In Sao Paulo, Brazil, taxi driver Dennys Abreu, 56, navigated the vast city overnight to cover the $300 monthly payment on his car, which he bought after losing a construction job. An estimated 14 million Brazilians are jobless.
“All I can do is to work as much as I can, get by and hope this damn virus disappears next year,” he said.
Church services shifted online. The Catholic Archdiocese of Los Angeles celebrated five Masses at the Cathedral of Our Lady of the Angels, with attendance capped at 130 people, compared to a pre-pandemic capacity of about 3,000. All were livestreamed.
The Chapel of the Cross in Chapel Hill, North Carolina, stuck with five services but in-person attendance was capped at 25 people, compared to as many 2,000 before the pandemic. A Christmas Eve pageant that is normally performed in person was recorded and shown online.
“I have to remember that Christians have been celebrating Christmas for hundreds of years in all sorts of circumstances,” said the Rev. Elizabeth Marie Melchionna, the church rector. “Some of the external appearances are different and yet the essence remains the same. What has not changed is that essential longing and celebration for love that is born at Christmas.”
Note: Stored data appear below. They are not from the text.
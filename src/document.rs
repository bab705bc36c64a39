//! Document entity and the in-memory normalized-embedding cache.

use chrono::{DateTime, Utc};
use serde::{Deserialize, Serialize};
use uuid::Uuid;

/// A stored document: its id, source text, raw embedding, and creation time.
///
/// Documents are created by `add`, mutated only via delete-then-re-add
/// (`update`), and destroyed by `delete`/`reset` — there is no in-place
/// mutation of a live `Document`.
#[derive(Debug, Clone, Serialize, Deserialize, PartialEq)]
pub struct Document {
    pub id: Uuid,
    pub text: String,
    pub embedding: Vec<f32>,
    pub created_at: DateTime<Utc>,
}

impl Document {
    pub fn new(id: Uuid, text: String, embedding: Vec<f32>, created_at: DateTime<Utc>) -> Self {
        Self {
            id,
            text,
            embedding,
            created_at,
        }
    }
}

/// A search hit: the fields a caller receives back, independent of the
/// internal `Document` representation (callers never see raw embeddings).
#[derive(Debug, Clone, Serialize, Deserialize, PartialEq)]
pub struct SearchResult {
    pub id: Uuid,
    pub text: String,
    pub score: f32,
    pub created_at: DateTime<Utc>,
}
impl VecturaKit {
    /// Opens or creates an instance backed by `storage`, which does not
    /// support indexed candidate generation. `MemoryStrategy::Indexed` (or
    /// `Automatic` above its threshold) silently degrades to full-memory
    /// behavior for this instance — see `memory_strategy::resolve`.
    pub async fn new<S>(config: VecturaConfig, embedder: Arc<dyn Embedder>, storage: Arc<S>) -> Result<Self>
    where
        S: StorageProvider + 'static,
    {
        Self::construct(config, embedder, storage, None).await
    }

    /// Opens or creates an instance backed by a storage provider that also
    /// implements `IndexedStorageProvider`, enabling the indexed path.
    pub async fn with_indexed_storage<S>(
        config: VecturaConfig,
        embedder: Arc<dyn Embedder>,
        storage: Arc<S>,
    ) -> Result<Self>
    where
        S: IndexedStorageProvider + 'static,
    {
        let indexed: Arc<dyn IndexedStorageProvider> = Arc::clone(&storage);
        let basic: Arc<dyn StorageProvider> = storage;
        Self::construct(config, embedder, basic, Some(indexed)).await
    }

    async fn construct(
        config: VecturaConfig,
        embedder: Arc<dyn Embedder>,
        storage: Arc<dyn StorageProvider>,
        indexed_storage: Option<Arc<dyn IndexedStorageProvider>>,
    ) -> Result<Self> {
        config.validate()?;

        let dimension = config.dimension.unwrap_or_else(|| embedder.dimension());

        let mut store = DocumentStore::new();
        let mut bm25 = Bm25Index::new(config.search.bm25_params());

        let ids = storage.list_ids().await?;
        let mode = memory_strategy::resolve(&config.memory_strategy, ids.len(), indexed_storage.is_some());

        info!(name = %config.name, documents = ids.len(), mode = ?mode, "opening database");

        let mut failures = Vec::new();
        for id in &ids {
            match storage.load(*id).await {
                Ok(doc) => {
                    bm25.index(doc.id, &doc.text);
                    // Full-memory mode keeps the document (and its
                    // normalized embedding) resident from the start.
                    // Indexed mode materializes the BM25 statistics
                    // eagerly (so IDF and avgdl reflect the whole
                    // corpus, not whatever happens to be hydrated at
                    // query time) but defers the embedding itself —
                    // the thing that actually dominates memory — to
                    // first use.
                    if matches!(mode, EffectiveMode::FullMemory) {
                        store.insert(doc);
                    }
                }
                Err(e) => failures.push((id.to_string(), e.to_string())),
            }
        }

        if !failures.is_empty() {
            return Err(VecturaError::LoadFailed { failures });
        }

        Ok(Self {
            inner: Arc::new(Mutex::new(Inner { store, bm25 })),
            embedder,
            storage,
            indexed_storage,
            config,
            dimension,
        })
    }

    pub fn name(&self) -> &str {
        &self.config.name
    }

    pub fn dimension(&self) -> usize {
        self.dimension
    }

    /// Number of live documents, counting every document known to storage —
    /// including ones the indexed path hasn't hydrated into memory yet.
    pub async fn document_count(&self) -> usize {
        self.inner.lock().await.bm25.len()
    }

    /// Embeds and persists a single document, returning its id (a fresh
    /// `Uuid` if `id` is `None`).
    pub async fn add_document(&self, text: impl Into<String>, id: Option<Uuid>) -> Result<Uuid> {
        let ids = self.add_documents(vec![text.into()], id.map(|i| vec![i])).await?;
        Ok(ids[0])
    }

    /// Embeds and persists `texts` as new documents. `ids`, if provided,
    /// must have the same length as `texts`; omitted ids are generated.
    ///
    /// Persistence happens concurrently, bounded by the active memory
    /// strategy's concurrency knobs (or a small default under
    /// `FullMemory`). On the first persistence failure, the first error is
    /// returned and the in-memory state is left mutated only for the
    /// documents whose persistence succeeded — this is a best-effort
    /// operation, not an all-or-nothing transaction.
    pub async fn add_documents(&self, texts: Vec<String>, ids: Option<Vec<Uuid>>) -> Result<Vec<Uuid>> {
        if texts.is_empty() {
            return Ok(Vec::new());
        }

        if let Some(ids) = &ids {
            if ids.len() != texts.len() {
                return Err(VecturaError::InvalidInput {
                    reason: format!(
                        "ids length ({}) does not match texts length ({})",
                        ids.len(),
                        texts.len()
                    ),
                });
            }
        }

        for text in &texts {
            if is_blank(text) {
                return Err(VecturaError::InvalidInput {
                    reason: "document text must not be empty".into(),
                });
            }
            if text.len() > MAX_DOCUMENT_TEXT_BYTES {
                return Err(VecturaError::InvalidInput {
                    reason: format!(
                        "document text of {} bytes exceeds the {} byte limit",
                        text.len(),
                        MAX_DOCUMENT_TEXT_BYTES
                    ),
                });
            }
        }

        let ids = ids.unwrap_or_else(|| texts.iter().map(|_| Uuid::new_v4()).collect());

        let embeddings = self.embedder.embed_many(&texts).await?;
        for embedding in &embeddings {
            if embedding.len() != self.dimension {
                return Err(VecturaError::DimensionMismatch {
                    expected: self.dimension,
                    got: embedding.len(),
                });
            }
        }

        let documents: Vec<Document> = ids
            .into_iter()
            .zip(texts)
            .zip(embeddings)
            .map(|((id, text), embedding)| Document::new(id, text, embedding, Utc::now()))
            .collect();

        let mut inner = self.inner.lock().await;

        let max_concurrent = match memory_strategy::resolve(&self.config.memory_strategy, inner.bm25.len(), self.indexed_storage.is_some()) {
            EffectiveMode::Indexed { max_concurrent_batches, .. } => max_concurrent_batches,
            EffectiveMode::FullMemory => DEFAULT_WRITE_CONCURRENCY,
        };

        let (persisted, first_error) = persist_concurrently(Arc::clone(&self.storage), documents, max_concurrent).await;

        let mut persisted_ids = Vec::with_capacity(persisted.len());
        for document in persisted {
            persisted_ids.push(document.id);
            inner.bm25.index(document.id, &document.text);
            inner.store.insert(document);
        }

        if let Some(err) = first_error {
            return Err(err);
        }

        Ok(persisted_ids)
    }

    /// Replaces `id`'s text and embedding. Implemented as delete-then-add:
    /// if `id` doesn't currently exist, this still succeeds — it behaves as
    /// a plain insert under that id.
    pub async fn update_document(&self, id: Uuid, new_text: impl Into<String>) -> Result<()> {
        self.delete_documents(vec![id]).await?;
        self.add_documents(vec![new_text.into()], Some(vec![id])).await?;
        Ok(())
    }

    /// Removes `ids` from the in-memory state unconditionally, then
    /// attempts to delete each from storage. Storage failures are
    /// aggregated into a single `StorageFailed` error; in-memory removal is
    /// never rolled back on such a failure — an id that fails to delete
    /// from storage is, from this instance's point of view, already gone.
    pub async fn delete_documents(&self, ids: Vec<Uuid>) -> Result<()> {
        if ids.is_empty() {
            return Ok(());
        }

        let mut inner = self.inner.lock().await;
        for id in &ids {
            inner.store.remove(id);
            inner.bm25.remove(*id);
        }

        let mut failures = Vec::new();
        for id in ids {
            if let Err(e) = self.storage.delete(id).await {
                failures.push(format!("{id}: {e}"));
            }
        }

        if !failures.is_empty() {
            return Err(VecturaError::StorageFailed {
                operation: "delete_documents".into(),
                reason: failures.join("; "),
            });
        }
        Ok(())
    }

    /// Clears all in-memory state and deletes every persisted document.
    /// Idempotent: resetting an already-empty instance succeeds trivially.
    pub async fn reset(&self) -> Result<()> {
        let mut inner = self.inner.lock().await;
        inner.store.clear();
        inner.bm25 = Bm25Index::new(self.config.search.bm25_params());
        self.storage.delete_all().await
    }

    /// Hybrid search: embeds `query`, tokenizes it for BM25, and fuses both
    /// signals per the configured `hybrid_weight`.
    pub async fn search(&self, query: &str, num_results: Option<usize>, threshold: Option<f32>) -> Result<Vec<SearchResult>> {
        let trimmed = query.trim();
        if trimmed.is_empty() {
            return Err(VecturaError::InvalidInput {
                reason: "search query must not be empty".into(),
            });
        }

        let query_tokens = tokenize(trimmed);
        let query_vec = self.embedder.embed(trimmed).await?;
        self.run_search(query_vec, Some(query_tokens), num_results, threshold).await
    }

    /// Vector-only search: no BM25 signal, so the fused score collapses to
    /// pure cosine similarity.
    pub async fn search_by_vector(&self, vector: Vec<f32>, num_results: Option<usize>, threshold: Option<f32>) -> Result<Vec<SearchResult>> {
        if vector.len() != self.dimension {
            return Err(VecturaError::DimensionMismatch {
                expected: self.dimension,
                got: vector.len(),
            });
        }
        self.run_search(vector, None, num_results, threshold).await
    }

    async fn run_search(
        &self,
        query_vec: Vec<f32>,
        query_tokens: Option<Vec<String>>,
        num_results: Option<usize>,
        threshold: Option<f32>,
    ) -> Result<Vec<SearchResult>> {
        let num_results = num_results.unwrap_or(self.config.search.default_num_results);
        if num_results == 0 {
            return Err(VecturaError::InvalidInput {
                reason: "num_results must be greater than zero".into(),
            });
        }

        let threshold = threshold.or(self.config.search.min_threshold);
        if let Some(t) = threshold {
            if !(-1.0..=1.0).contains(&t) {
                return Err(VecturaError::InvalidInput {
                    reason: format!("threshold must be within [-1, 1], got {t}"),
                });
            }
        }

        let query_norm = normalize_l2(&query_vec);
        let params = FusionParams {
            hybrid_weight: self.config.search.hybrid_weight(),
            bm25_normalization_factor: self.config.search.bm25_normalization_factor,
        };

        let mut inner = self.inner.lock().await;

        let mode = memory_strategy::resolve(&self.config.memory_strategy, inner.bm25.len(), self.indexed_storage.is_some());

        let scored = match mode {
            EffectiveMode::FullMemory => {
                let candidates: Vec<Uuid> = inner.store.ids().copied().collect();
                score_candidates(&inner, &candidates, &query_norm, query_tokens.as_deref(), &params)
            }
            EffectiveMode::Indexed {
                candidate_multiplier,
                batch_size,
                max_concurrent_batches,
            } => {
                let indexed_storage = self
                    .indexed_storage
                    .clone()
                    .expect("resolve() only returns Indexed when indexed_storage is Some");

                let candidate_ids = memory_strategy::candidate_ids(
                    indexed_storage.as_ref(),
                    &query_norm,
                    num_results,
                    candidate_multiplier,
                )
                .await?;

                let missing: Vec<Uuid> = candidate_ids
                    .iter()
                    .filter(|id| inner.store.normalized(id).is_none())
                    .copied()
                    .collect();

                let hydrated = memory_strategy::hydrate_missing(
                    Arc::clone(&self.storage),
                    &missing,
                    batch_size,
                    max_concurrent_batches,
                )
                .await;

                for document in hydrated {
                    if !inner.bm25.contains(&document.id) {
                        inner.bm25.index(document.id, &document.text);
                    }
                    inner.store.insert(document);
                }

                // Only candidates that actually made it into memory are
                // scored — a candidate whose hydration failed is dropped
                // from this search's results rather than erroring it out.
                let hydrated_candidates: Vec<Uuid> = candidate_ids
                    .into_iter()
                    .filter(|id| inner.store.normalized(id).is_some())
                    .collect();

                score_candidates(&inner, &hydrated_candidates, &query_norm, query_tokens.as_deref(), &params)
            }
        };

        Ok(search::rank(scored, threshold, num_results))
    }
}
In Paris, members of Notre Dame Cathedral’s choir sang inside the church for the first time since a 2019 fire, wearing hard hats and protective suits against construction conditions.
Border closures and bottlenecks foiled some plans. Thousands of drivers were stranded in their trucks at the English port of Dover, lacking the coronavirus tests that France demands amid rising concern about a new, apparently more contagious, virus variant. The British army and French firefighters were brought in to help speed up the testing and free food was distributed.
With Colombia closing its borders to prevent the virus from spreading, Venezuelan migrants couldn’t go home for the holidays. Yakelin Tamaure, a nurse who left economically-wracked Venezuela two years ago, wanted to visit her mother, who is nursing a broken foot.
“I try to send her money, but it’s not the same as being there,” she said.
Many took the restrictions in stride. A pre-pandemic Christmas in Ann Arbor, Michigan, for Kristin Schrader, 53, meant hosting a big dinner with appetizers for her brother who visits from Denver, her parents, who live in town, and friends who drop by. This year, she opted for a socially-distant outing with her husband and 13-year-old daughter to watch a man dressed as Santa Claus canoe down the Huron River with his dog. A low-key fondue dinner was also on the agenda.
“It’s just really hard when you’ve all be sitting in the same house to muster up a lot of excitement for the three of us when we’re just staring at each other for months and months on end,” she said.
The 70 residents at St. Peters, a nursing home in the northern Spanish town of El Astillero, held video chats or 30-minute visits with family, separated by a plexiglass wall.
“This terrible thing has come to us, so we must accept it and deal with it with patience,” said Mercedes Arejula, who met with her mother.
The nursing home allowed only one relative inside. A granddaughter blew kisses from outside.